**Task to complete**
Copy out all the lines in the records that include the word "StreamTag".

**The records**
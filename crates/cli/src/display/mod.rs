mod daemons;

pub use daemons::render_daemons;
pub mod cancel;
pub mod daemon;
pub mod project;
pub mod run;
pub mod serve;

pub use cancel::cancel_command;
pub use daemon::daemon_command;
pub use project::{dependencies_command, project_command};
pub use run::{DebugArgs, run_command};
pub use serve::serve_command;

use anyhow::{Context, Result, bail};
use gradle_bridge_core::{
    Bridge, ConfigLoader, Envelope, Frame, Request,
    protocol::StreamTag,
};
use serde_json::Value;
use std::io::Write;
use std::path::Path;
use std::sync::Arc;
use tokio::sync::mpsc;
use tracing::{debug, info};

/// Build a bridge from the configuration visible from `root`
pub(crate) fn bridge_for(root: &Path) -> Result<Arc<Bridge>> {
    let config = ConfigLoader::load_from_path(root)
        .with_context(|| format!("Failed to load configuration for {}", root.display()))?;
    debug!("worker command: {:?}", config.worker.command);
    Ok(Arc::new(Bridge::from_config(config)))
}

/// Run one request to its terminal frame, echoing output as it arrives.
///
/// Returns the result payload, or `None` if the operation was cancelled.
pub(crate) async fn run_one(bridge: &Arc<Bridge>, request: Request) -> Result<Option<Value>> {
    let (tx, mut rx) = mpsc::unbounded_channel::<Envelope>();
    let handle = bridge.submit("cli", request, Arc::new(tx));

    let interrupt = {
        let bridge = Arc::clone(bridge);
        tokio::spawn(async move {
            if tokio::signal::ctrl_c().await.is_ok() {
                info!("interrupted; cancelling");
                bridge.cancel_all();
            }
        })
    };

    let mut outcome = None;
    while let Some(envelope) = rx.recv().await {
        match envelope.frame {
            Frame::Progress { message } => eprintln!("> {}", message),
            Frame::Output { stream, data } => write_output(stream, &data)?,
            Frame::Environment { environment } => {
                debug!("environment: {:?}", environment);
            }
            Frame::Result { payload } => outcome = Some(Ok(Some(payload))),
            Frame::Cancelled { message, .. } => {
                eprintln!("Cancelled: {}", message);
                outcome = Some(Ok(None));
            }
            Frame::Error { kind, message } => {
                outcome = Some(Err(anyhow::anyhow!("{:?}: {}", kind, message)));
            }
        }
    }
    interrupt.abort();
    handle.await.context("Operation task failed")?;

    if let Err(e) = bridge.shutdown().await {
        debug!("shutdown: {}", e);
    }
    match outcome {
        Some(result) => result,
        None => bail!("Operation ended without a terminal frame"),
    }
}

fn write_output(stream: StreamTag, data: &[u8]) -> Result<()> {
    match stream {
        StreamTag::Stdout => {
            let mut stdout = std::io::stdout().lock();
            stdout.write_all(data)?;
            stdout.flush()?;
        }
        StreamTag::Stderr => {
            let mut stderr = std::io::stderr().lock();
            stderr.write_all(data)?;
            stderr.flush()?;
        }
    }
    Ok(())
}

**Result of the task**
    protocol::StreamTag,
fn write_output(stream: StreamTag, data: &[u8]) -> Result<()> {
        StreamTag::Stdout => {
        StreamTag::Stderr => {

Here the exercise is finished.